:: Given entries ::
--- --- ---

use async_trait::async_trait;
use reqwest::{Request, Response};

/// Executes a single HTTP request. The seam between the fetcher and the network.
#[async_trait]
pub trait HttpClient: Send + Sync {
    async fn execute(&self, req: Request) -> reqwest::Result<Response>;
}
//! Concurrent fetch + classify over a set of forecast indices.
//!
//! Each index is one task on a [`JoinSet`], gated by a semaphore sized to the
//! configured worker count. A task always yields a result for its index: any
//! fetch or decode failure is logged and replaced by the neutral sentinel.

use std::collections::HashMap;
use std::sync::Arc;

use tokio::sync::Semaphore;
use tokio::task::JoinSet;
use tracing::{Instrument, debug, error, info, warn};

use crate::classify::{ClassificationResult, classify_bytes};
use crate::fetch::{HttpClient, ImageFetcher};
use crate::forecast::ForecastIndex;

/// Fetches and classifies one image. Never fails.
pub async fn classify_region<C: HttpClient>(
    fetcher: &ImageFetcher<C>,
    index: ForecastIndex,
    threshold: u8,
) -> ClassificationResult {
    let bytes = match fetcher.fetch(index).await {
        Ok(bytes) => bytes,
        Err(e) => {
            error!(error = %e, "Image fetch failed, substituting neutral");
            return ClassificationResult::unavailable();
        }
    };

    match classify_bytes(&bytes, threshold) {
        Ok(result) => {
            debug!(
                classification = %result.classification,
                signal = result.signal,
                avg_rgb = ?result.avg_rgb,
                "Image classified"
            );
            result
        }
        Err(e) => {
            warn!(error = %e, bytes = bytes.len(), "Image decode failed, substituting neutral");
            ClassificationResult::unavailable()
        }
    }
}

/// Runs [`classify_region`] for every index with at most `workers` in flight.
///
/// Returns once every task has finished. Results are keyed by index; the
/// completion order is not preserved.
#[tracing::instrument(skip(fetcher, indices), fields(indices = indices.len()))]
pub async fn collect_classifications<C: HttpClient + 'static>(
    fetcher: Arc<ImageFetcher<C>>,
    indices: &[ForecastIndex],
    workers: usize,
    threshold: u8,
) -> HashMap<ForecastIndex, ClassificationResult> {
    let semaphore = Arc::new(Semaphore::new(workers.max(1)));
    let mut tasks = JoinSet::new();

    for &index in indices {
        let sem = semaphore.clone();
        let fetcher = fetcher.clone();
        let span = tracing::info_span!("classify_region", index = %index);

        tasks.spawn(
            async move {
                let Ok(_permit) = sem.acquire_owned().await else {
                    return (index, ClassificationResult::unavailable());
                };
                (index, classify_region(&fetcher, index, threshold).await)
            }
            .instrument(span),
        );
    }

    let mut results = HashMap::with_capacity(indices.len());
    while let Some(joined) = tasks.join_next().await {
        match joined {
            Ok((index, result)) => {
                results.insert(index, result);
            }
            Err(e) => error!(error = %e, "Classification task did not complete"),
        }
    }

    let unavailable = results.values().filter(|r| !r.is_available()).count();
    info!(
        collected = results.len(),
        unavailable, "Classification batch complete"
    );

    results
}
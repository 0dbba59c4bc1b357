//! Error types for the fetch, classify and aggregate stages.
//!
//! None of these reach the pipeline's caller directly: fetch and classify
//! errors are absorbed into the neutral sentinel at the unit-of-work
//! boundary, and aggregation errors become the "unavailable" narrative.

use reqwest::StatusCode;
use thiserror::Error;

/// Failure retrieving a single forecast image.
#[derive(Debug, Error)]
pub enum FetchError {
    /// Connect, read or body failure reported by the HTTP client.
    #[error("transport error: {0}")]
    Transport(#[from] reqwest::Error),

    /// The server answered with a non-success status.
    #[error("unexpected HTTP status {status}")]
    Status { status: StatusCode, retryable: bool },

    /// The request URL could not be built.
    #[error("invalid url: {0}")]
    Url(String),

    /// Every allowed attempt failed with a retryable error.
    #[error("gave up after {attempts} attempts: {last}")]
    Exhausted {
        attempts: u32,
        #[source]
        last: Box<FetchError>,
    },
}

impl FetchError {
    /// Whether another attempt could plausibly succeed.
    pub fn is_retryable(&self) -> bool {
        match self {
            FetchError::Transport(e) => {
                e.is_connect() || e.is_timeout() || e.is_request() || e.is_body()
            }
            FetchError::Status { retryable, .. } => *retryable,
            FetchError::Url(_) | FetchError::Exhausted { .. } => false,
        }
    }
}

/// Failure turning image bytes into a classification.
#[derive(Debug, Error)]
pub enum ClassifyError {
    #[error("image decode failed: {0}")]
    Decode(#[from] image::ImageError),

    #[error("image has no pixels")]
    Empty,
}

/// Failure reducing day records into a regime summary.
#[derive(Debug, Error, PartialEq, Eq)]
pub enum AggregateError {
    #[error("no forecast days were produced")]
    NoDays,

    #[error("expected 16 forecast days, got {got}")]
    IncompleteHorizon { got: usize },
}
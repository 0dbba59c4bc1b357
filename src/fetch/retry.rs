//! Retry policy for image requests: bounded attempts with exponential backoff.

use reqwest::{Method, StatusCode};
use std::time::Duration;

use crate::config::PipelineConfig;

/// Upper bound on any single backoff sleep.
pub const BACKOFF_MAX: Duration = Duration::from_secs(120);

/// Statuses worth another attempt: throttling and transient upstream failures.
const RETRYABLE_STATUSES: [StatusCode; 5] = [
    StatusCode::TOO_MANY_REQUESTS,
    StatusCode::INTERNAL_SERVER_ERROR,
    StatusCode::BAD_GATEWAY,
    StatusCode::SERVICE_UNAVAILABLE,
    StatusCode::GATEWAY_TIMEOUT,
];

#[derive(Debug, Clone, PartialEq)]
pub struct RetryPolicy {
    /// Total attempts, first try included.
    pub max_attempts: u32,
    /// Seconds; the delay after attempt `k` is `factor * 2^(k-1)`.
    pub backoff_factor: f64,
}

impl Default for RetryPolicy {
    fn default() -> Self {
        Self {
            max_attempts: 5,
            backoff_factor: 1.5,
        }
    }
}

impl RetryPolicy {
    pub fn from_config(config: &PipelineConfig) -> Self {
        Self {
            max_attempts: config.max_attempts.max(1),
            backoff_factor: config.backoff_factor.max(0.0),
        }
    }

    /// A policy that tries once and never sleeps.
    pub fn no_retry() -> Self {
        Self {
            max_attempts: 1,
            backoff_factor: 0.0,
        }
    }

    /// Only read-only requests are replayed.
    pub fn allows_method(&self, method: &Method) -> bool {
        matches!(*method, Method::GET | Method::HEAD | Method::OPTIONS)
    }

    /// Attempts granted to a request with this method.
    pub fn attempts_for(&self, method: &Method) -> u32 {
        if self.allows_method(method) {
            self.max_attempts.max(1)
        } else {
            1
        }
    }

    pub fn is_retryable_status(status: StatusCode) -> bool {
        RETRYABLE_STATUSES.contains(&status)
    }

    /// Sleep before the next try, after `attempt` (1-based) has failed.
    pub fn delay_after(&self, attempt: u32) -> Duration {
        let exp = attempt.saturating_sub(1).min(30) as i32;
        let secs = self.backoff_factor * 2f64.powi(exp);
        if secs.is_nan() {
            return Duration::ZERO;
        }
        Duration::from_secs_f64(secs.clamp(0.0, BACKOFF_MAX.as_secs_f64()))
    }
}
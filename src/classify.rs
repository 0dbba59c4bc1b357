//! Thermal classification of a temperature-anomaly image.
//!
//! Two independent heuristics run on the whole-image mean colour: a red/blue
//! dominance test in RGB and a hue-band test in HSV. The final call is HOT or
//! COLD only when both agree; anything else is NEUTRAL with signal 0.

use image::{DynamicImage, RgbImage};
use serde::Serialize;
use std::fmt;

use crate::error::ClassifyError;

/// Default red/blue dominance margin on the 0–255 scale.
pub const DEFAULT_DOMINANCE_THRESHOLD: u8 = 20;

/// Hue band (degrees, inclusive) read as cold.
const COLD_HUE: (f64, f64) = (200.0, 260.0);
/// Hue at or below which, or at or above `HOT_HUE_HIGH`, is read as hot.
const HOT_HUE_LOW: f64 = 30.0;
const HOT_HUE_HIGH: f64 = 330.0;

#[derive(Debug, Clone, Copy, PartialEq, Eq, Hash, Serialize)]
#[serde(rename_all = "UPPERCASE")]
pub enum ThermalClass {
    Hot,
    Cold,
    Neutral,
}

impl ThermalClass {
    /// Directional signal: +1 hot, -1 cold, 0 neutral.
    pub fn signal(self) -> i8 {
        match self {
            ThermalClass::Hot => 1,
            ThermalClass::Cold => -1,
            ThermalClass::Neutral => 0,
        }
    }
}

impl fmt::Display for ThermalClass {
    fn fmt(&self, f: &mut fmt::Formatter<'_>) -> fmt::Result {
        let s = match self {
            ThermalClass::Hot => "HOT",
            ThermalClass::Cold => "COLD",
            ThermalClass::Neutral => "NEUTRAL",
        };
        f.write_str(s)
    }
}

/// Whole-image channel means, truncated to integers.
#[derive(Debug, Clone, Copy, PartialEq, Eq, Serialize)]
pub struct AvgRgb {
    pub r: u8,
    pub g: u8,
    pub b: u8,
}

impl AvgRgb {
    pub fn new(r: u8, g: u8, b: u8) -> Self {
        Self { r, g, b }
    }

    /// Hue in degrees `[0, 360)`. Achromatic colours have hue 0.
    pub fn hue(&self) -> f64 {
        let r = f64::from(self.r) / 255.0;
        let g = f64::from(self.g) / 255.0;
        let b = f64::from(self.b) / 255.0;

        let max = r.max(g).max(b);
        let min = r.min(g).min(b);
        if max == min {
            return 0.0;
        }

        let span = max - min;
        let rc = (max - r) / span;
        let gc = (max - g) / span;
        let bc = (max - b) / span;

        let h = if r == max {
            bc - gc
        } else if g == max {
            2.0 + rc - bc
        } else {
            4.0 + gc - rc
        };

        (h / 6.0).rem_euclid(1.0) * 360.0
    }
}

/// Result of classifying one image, or the sentinel for an unavailable one.
#[derive(Debug, Clone, Copy, PartialEq, Eq, Serialize)]
pub struct ClassificationResult {
    /// `None` for the unavailable sentinel.
    pub avg_rgb: Option<AvgRgb>,
    pub classification: ThermalClass,
    pub signal: i8,
}

impl ClassificationResult {
    /// Neutral stand-in for an image that could not be fetched or decoded.
    pub fn unavailable() -> Self {
        Self {
            avg_rgb: None,
            classification: ThermalClass::Neutral,
            signal: 0,
        }
    }

    pub fn is_available(&self) -> bool {
        self.avg_rgb.is_some()
    }
}

/// Red/blue dominance test.
pub fn rgb_heuristic(avg: AvgRgb, threshold: u8) -> ThermalClass {
    let (r, b, t) = (i32::from(avg.r), i32::from(avg.b), i32::from(threshold));
    if r > b + t {
        ThermalClass::Hot
    } else if b > r + t {
        ThermalClass::Cold
    } else {
        ThermalClass::Neutral
    }
}

/// Hue-band test. The hot band wraps through red.
pub fn hue_heuristic(avg: AvgRgb) -> ThermalClass {
    let hue = avg.hue();
    if (COLD_HUE.0..=COLD_HUE.1).contains(&hue) {
        ThermalClass::Cold
    } else if hue <= HOT_HUE_LOW || hue >= HOT_HUE_HIGH {
        ThermalClass::Hot
    } else {
        ThermalClass::Neutral
    }
}

/// Applies both heuristics and the consensus rule to a mean colour.
pub fn classify_avg(avg: AvgRgb, threshold: u8) -> ClassificationResult {
    let by_rgb = rgb_heuristic(avg, threshold);
    let by_hue = hue_heuristic(avg);

    let classification = if by_rgb == by_hue {
        by_rgb
    } else {
        ThermalClass::Neutral
    };

    ClassificationResult {
        avg_rgb: Some(avg),
        classification,
        signal: classification.signal(),
    }
}

/// Mean of each channel over every pixel.
pub fn mean_rgb(img: &RgbImage) -> Result<AvgRgb, ClassifyError> {
    let count = u64::from(img.width()) * u64::from(img.height());
    if count == 0 {
        return Err(ClassifyError::Empty);
    }

    let (mut r, mut g, mut b) = (0u64, 0u64, 0u64);
    for px in img.pixels() {
        r += u64::from(px[0]);
        g += u64::from(px[1]);
        b += u64::from(px[2]);
    }

    // Each quotient is at most 255.
    Ok(AvgRgb::new(
        (r / count) as u8,
        (g / count) as u8,
        (b / count) as u8,
    ))
}

pub fn classify_image(img: &DynamicImage, threshold: u8) -> Result<ClassificationResult, ClassifyError> {
    let rgb = img.to_rgb8();
    let avg = mean_rgb(&rgb)?;
    Ok(classify_avg(avg, threshold))
}

/// Decodes PNG/JPEG bytes and classifies the result.
pub fn classify_bytes(bytes: &[u8], threshold: u8) -> Result<ClassificationResult, ClassifyError> {
    let img = image::load_from_memory(bytes)?;
    classify_image(&img, threshold)
}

--- --- ---

:: Your objective ::
Wherever the string "HttpClient" occurs in the records above, copy that line.

:: Answer space ::
pub trait HttpClient: Send + Sync {
use crate::fetch::{HttpClient, ImageFetcher};
pub async fn classify_region<C: HttpClient>(
pub async fn collect_classifications<C: HttpClient + 'static>(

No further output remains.